CRRL_VirginiaJohnson Jun 08, 2017

A quietly chilling take on Edwardian society. Set in the same time-frame as the early episodes of Downton Abbey, an aristocratic family fallen on hard times has unexpected visitors.

orange_turtle_200 Jul 25, 2014

I loved this book because it showed how people of a different class think different of everyone else that isn't in their class. But throughout the book they all find a way to come together. I loved the atmosphere and setting of it it did feel like a downton abbey related book

May 26, 2014

An Edwardian ghost story, improbable, inconsistent, fun and quite well done.

Aug 27, 2013

The Uninvited Guests was a delightfully surprising read. It's set in Edwardian England, amid a family whose finances are in dire straits. Each member of this ensemble is fully fleshed out, both utterly believable and beautifully flawed. I wasn't sure what to make of it, at first, but I think I can solidly say it's an historical fiction.

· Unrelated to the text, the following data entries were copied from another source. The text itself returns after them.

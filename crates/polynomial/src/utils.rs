// SPDX-License-Identifier: LGPL-3.0-only
//
// This file is provided WITHOUT ANY WARRANTY;
// without even the implied warranty of MERCHANTABILITY
// or FITNESS FOR A PARTICULAR PURPOSE.

//! Modular integer arithmetic used by the polynomial model and the primality test.
//!
//! Everything here works on arbitrary precision `BigInt` values. Functions that take a
//! modulus validate it: a zero modulus is a domain error and a negative modulus is not
//! supported.

use crate::errors::{PolynomialError, PolynomialResult};
use num_bigint::BigInt;
use num_integer::Integer;
use num_traits::{One, Signed, Zero};

/// Rejects moduli that cannot be used for reduction.
pub(crate) fn check_modulus(modulus: &BigInt) -> PolynomialResult<()> {
    if modulus.is_zero() {
        return Err(PolynomialError::domain("Modulus cannot be zero"));
    }
    if modulus.is_negative() {
        return Err(PolynomialError::not_implemented(
            "Modulus cannot be negative",
        ));
    }
    Ok(())
}

/// Reduction against an already validated modulus.
pub(crate) fn reduce_unchecked(x: &BigInt, modulus: &BigInt, ignore_sign: bool) -> BigInt {
    let mut r = x % modulus;
    if !ignore_sign && r.is_negative() {
        r += modulus;
    }
    r
}

/// Reduces a number modulo a modulus.
///
/// The remainder keeps the sign of `x` when `ignore_sign` is set, otherwise it is
/// normalized into `[0, modulus)`.
///
/// # Errors
///
/// `Domain` if `modulus` is zero, `NotImplemented` if it is negative.
pub fn reduce(x: &BigInt, modulus: &BigInt, ignore_sign: bool) -> PolynomialResult<BigInt> {
    check_modulus(modulus)?;
    Ok(reduce_unchecked(x, modulus, ignore_sign))
}

/// Computes `b⁻¹ mod modulus` with the extended Euclidean algorithm.
///
/// Negative `b` is shifted into `[0, modulus)` first. The inverse modulo 1 is 0.
///
/// # Errors
///
/// `BadModulus` if `gcd(b, modulus) != 1`.
pub fn mod_inverse(b: &BigInt, modulus: &BigInt) -> PolynomialResult<BigInt> {
    check_modulus(modulus)?;
    if modulus.is_one() {
        return Ok(BigInt::zero());
    }

    let mut old_r = reduce_unchecked(b, modulus, false);
    let mut r = modulus.clone();
    let mut old_s = BigInt::one();
    let mut s = BigInt::zero();

    while !r.is_zero() {
        let quotient = &old_r / &r;

        let next_r = &old_r - &quotient * &r;
        old_r = std::mem::replace(&mut r, next_r);

        let next_s = &old_s - &quotient * &s;
        old_s = std::mem::replace(&mut s, next_s);
    }

    // old_r is now gcd(b, modulus)
    if !old_r.is_one() {
        return Err(PolynomialError::BadModulus {
            value: b.clone(),
            modulus: modulus.clone(),
        });
    }

    Ok(reduce_unchecked(&old_s, modulus, false))
}

/// Computes `a · b⁻¹ mod modulus`, normalized into `[0, modulus)`.
pub fn mod_divide(a: &BigInt, b: &BigInt, modulus: &BigInt) -> PolynomialResult<BigInt> {
    let inverse = mod_inverse(b, modulus)?;
    Ok(reduce_unchecked(&(a * inverse), modulus, false))
}

/// Greatest common divisor by the Euclidean algorithm.
///
/// # Errors
///
/// `NotImplemented` if either operand is negative.
pub fn gcd(a: &BigInt, b: &BigInt) -> PolynomialResult<BigInt> {
    if a.is_negative() || b.is_negative() {
        return Err(PolynomialError::not_implemented(
            "gcd does not accept negative numbers",
        ));
    }
    let mut a = a.clone();
    let mut b = b.clone();
    while !a.is_zero() && !b.is_zero() {
        if a > b {
            a %= &b;
        } else {
            b %= &a;
        }
    }
    Ok(a + b)
}

/// Returns true when `gcd(a, b) == 1`.
pub fn is_coprime(a: &BigInt, b: &BigInt) -> PolynomialResult<bool> {
    Ok(gcd(a, b)?.is_one())
}

/// Square-and-multiply exponentiation, optionally reduced modulo `modulus`.
///
/// With a modulus the running values are reduced after every multiply and square, so
/// the result lies in `[0, modulus)`.
///
/// # Errors
///
/// `Domain` if `exponent` is negative or the modulus is zero.
pub fn power(x: &BigInt, exponent: &BigInt, modulus: Option<&BigInt>) -> PolynomialResult<BigInt> {
    if exponent.is_negative() {
        return Err(PolynomialError::domain("Exponent must be non-negative"));
    }
    if let Some(m) = modulus {
        check_modulus(m)?;
    }
    let reduce_step = |value: BigInt| match modulus {
        Some(m) => reduce_unchecked(&value, m, false),
        None => value,
    };

    let mut result = reduce_step(BigInt::one());
    let mut base = reduce_step(x.clone());
    let mut n = exponent.clone();

    while n.is_positive() {
        if n.is_odd() {
            result = reduce_step(&result * &base);
        }
        n >>= 1;
        if n.is_positive() {
            base = reduce_step(&base * &base);
        }
    }

    Ok(result)
}

/// Euler's totient: the number of integers in `[1, n]` coprime to `n`.
///
/// Counted by brute force, one gcd per candidate.
pub fn totient(n: &BigInt) -> PolynomialResult<BigInt> {
    let mut count = BigInt::zero();
    let mut k = BigInt::one();
    while &k <= n {
        if is_coprime(&k, n)? {
            count += 1;
        }
        k += 1;
    }
    Ok(count)
}

/// Smallest `k >= 1` with `a^k ≡ 1 (mod n)`.
///
/// # Errors
///
/// `Domain` if `n < 2` or `gcd(n, a) != 1`.
pub fn multiplicative_order(n: &BigInt, a: &BigInt) -> PolynomialResult<BigInt> {
    if n < &BigInt::from(2) {
        return Err(PolynomialError::domain(format!(
            "The modulus must be 2 or greater, got {n}"
        )));
    }
    let a = reduce_unchecked(a, n, false);
    if !is_coprime(n, &a)? {
        return Err(PolynomialError::domain(format!(
            "{a} and {n} must be coprime to have a multiplicative order"
        )));
    }

    let mut k = BigInt::one();
    let mut value = a.clone();
    while !value.is_one() {
        value = reduce_unchecked(&(&value * &a), n, false);
        k += 1;
    }
    Ok(k)
}

/// Computes `⌊log2(n)⌋` for `n > 0`.
pub fn log2_floor(n: &BigInt) -> PolynomialResult<u64> {
    if !n.is_positive() {
        return Err(PolynomialError::domain(format!(
            "log2 is only defined for positive numbers, got {n}"
        )));
    }
    Ok(n.bits() - 1)
}

/// Finds the exact `exponent`-th root of `n` by binary search.
///
/// Returns the root when `root^exponent == n`, otherwise zero to signal that no
/// exact integer root exists.
pub fn integer_root(n: &BigInt, exponent: u32) -> BigInt {
    if !n.is_positive() || exponent == 0 {
        return BigInt::zero();
    }

    let mut low = BigInt::one();
    let mut high = BigInt::one() << (n.bits() / u64::from(exponent) + 2);
    while high.pow(exponent) <= *n {
        high <<= 1;
    }

    while low <= high {
        let mid: BigInt = &low + (&high - &low) / 2;
        let mid_pow = mid.pow(exponent);

        if mid_pow == *n {
            return mid;
        } else if mid_pow < *n {
            low = mid + 1;
        } else {
            high = mid - 1;
        }
    }

    BigInt::zero()
}

/// Checks whether `n = a^b` for some integers `a > 1` and `b > 1`.
///
/// `n <= 1` is never a perfect power.
pub fn is_perfect_power(n: &BigInt) -> bool {
    if n <= &BigInt::one() {
        return false;
    }
    let max_exponent = n.bits() - 1;
    (2..=max_exponent).any(|b| {
        let Ok(b) = u32::try_from(b) else {
            return false;
        };
        let root = integer_root(n, b);
        !root.is_zero() && root.pow(b) == *n
    })
}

It's also, of course, a gothic mystery. I found myself very fond of Emerald, Florence, and Smudge. It was a relatively quick read, and fun. Fans of Downton Abbey will like it, I think- it isn't all upstairs vs downstairs (although there is some of that), but it's humorous in language, involves a heavy dose of magical realism, and there's some intrigue.

Jul 26, 2013

I read this book for my book club. I felt it started out well but I lost interest midway through. 5 out of 6 book club members gave it a thumbs down.

Jun 12, 2013

Just as Emerald's 20th birthday party is set to get underway, a train wreck nearby sends a group of survivors to the Emerald's family estate. What to do with them? What surprises do the travelers hold?

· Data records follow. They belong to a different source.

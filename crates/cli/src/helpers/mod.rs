// SPDX-License-Identifier: LGPL-3.0-only
//
// This file is provided WITHOUT ANY WARRANTY;
// without even the implied warranty of MERCHANTABILITY
// or FITNESS FOR A PARTICULAR PURPOSE.

pub mod telemetry;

The book was a little slow in the beginning but got much more interesting and quick as the "night" wore on. A good read.

WVMLStaffPicks May 31, 2013

This book has all the ingredients of a gothic novel: the eerie Edwardian mansion, bad weather, quirky family, and odd visitors coming to the door... arriving the very day that Emerald has planned her very fine birthday party. As the disorder mounts, she finds her hands full with all the shenanigans, and her dinner quite derailed by the evening’s troublesome interruptions. The dark humour and suspense will keep you reading to discover how it all turns out!

Mar 09, 2013

A strange book, sometimes funny, sometimes terrifying.

ksoles Dec 30, 2012

"The Uninvited Guests" opens at the beginning of the 1900s on the day of Emerald Torrington’s 20th birthday party. Emerald’s stepfather, Edward Swift, has departed for Manchester to try and borrow money to keep the family in their dilapidated country manor, Sterne. As the rest of the household prepares for birthday guests, a railway accident on a nearby branch line suddenly leaves the family responsible for a group of dazed third-class passengers.

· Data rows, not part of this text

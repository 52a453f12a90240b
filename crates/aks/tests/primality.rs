// SPDX-License-Identifier: LGPL-3.0-only
//
// This file is provided WITHOUT ANY WARRANTY;
// without even the implied warranty of MERCHANTABILITY
// or FITNESS FOR A PARTICULAR PURPOSE.

use num_bigint::BigUint;
use polylib_aks::{aks_primality_test, Aks, AksOptions, AksStep, FindRStrategy};
use proptest::prelude::*;

fn trial_division(n: u64) -> bool {
    n >= 2 && (2..n).take_while(|d| d * d <= n).all(|d| n % d != 0)
}

#[test]
fn agrees_with_trial_division() {
    for n in 0..=60u64 {
        assert_eq!(
            aks_primality_test(&BigUint::from(n)).unwrap(),
            trial_division(n),
            "wrong verdict for {n}"
        );
    }
}

#[test]
fn known_values() {
    let primes = [2u64, 3, 5, 7, 31, 61, 97];
    let composites = [4u64, 9, 63, 91, 121];
    for n in primes {
        assert!(aks_primality_test(&BigUint::from(n)).unwrap(), "{n} is prime");
    }
    for n in composites {
        assert!(!aks_primality_test(&BigUint::from(n)).unwrap(), "{n} is composite");
    }
}

#[test]
fn brute_force_sequential_run() {
    let aks = Aks::new(AksOptions {
        strategy: FindRStrategy::BruteForce,
        parallel: false,
        threads: None,
    });
    let report = aks.run(&BigUint::from(97u32)).unwrap();
    assert!(report.is_prime);
    assert_eq!(report.step, AksStep::PolynomialIdentity);
}

proptest! {
    #![proptest_config(ProptestConfig::with_cases(16))]

    #[test]
    fn products_are_composite(a in 2u64..40, b in 2u64..40) {
        let report = Aks::default().run(&BigUint::from(a * b)).unwrap();
        prop_assert!(!report.is_prime);
        prop_assert!(report.witness.is_some() || report.step == AksStep::PerfectPower);
    }
}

One sinister yet oddly appealing traveller, Charlie Traversham-Beechers, begins charming Emerald’s brother while Emerald’s mother recognizes the guest with horror. As a storm rages outside, Traversham-Beechers takes control of the evening and finally reveals his purpose for being there in a splendidly awful climax. The tension then lessens but Sadie Jones continues to keep our interest. How will the characters repair the damage they have inflicted on one another? Will initial intimations of love and attraction be irretrievably destroyed by the night’s unexpected brutalities?

This novel takes an uncomfortably close look at how decent people can abandon their best selves in a crowd. Jones firmly tethers her characters to the period and displays a deep understanding of her craft. Structurally strong, polished and composed with clean, clear prose, Jones has written a charming and elegant novel.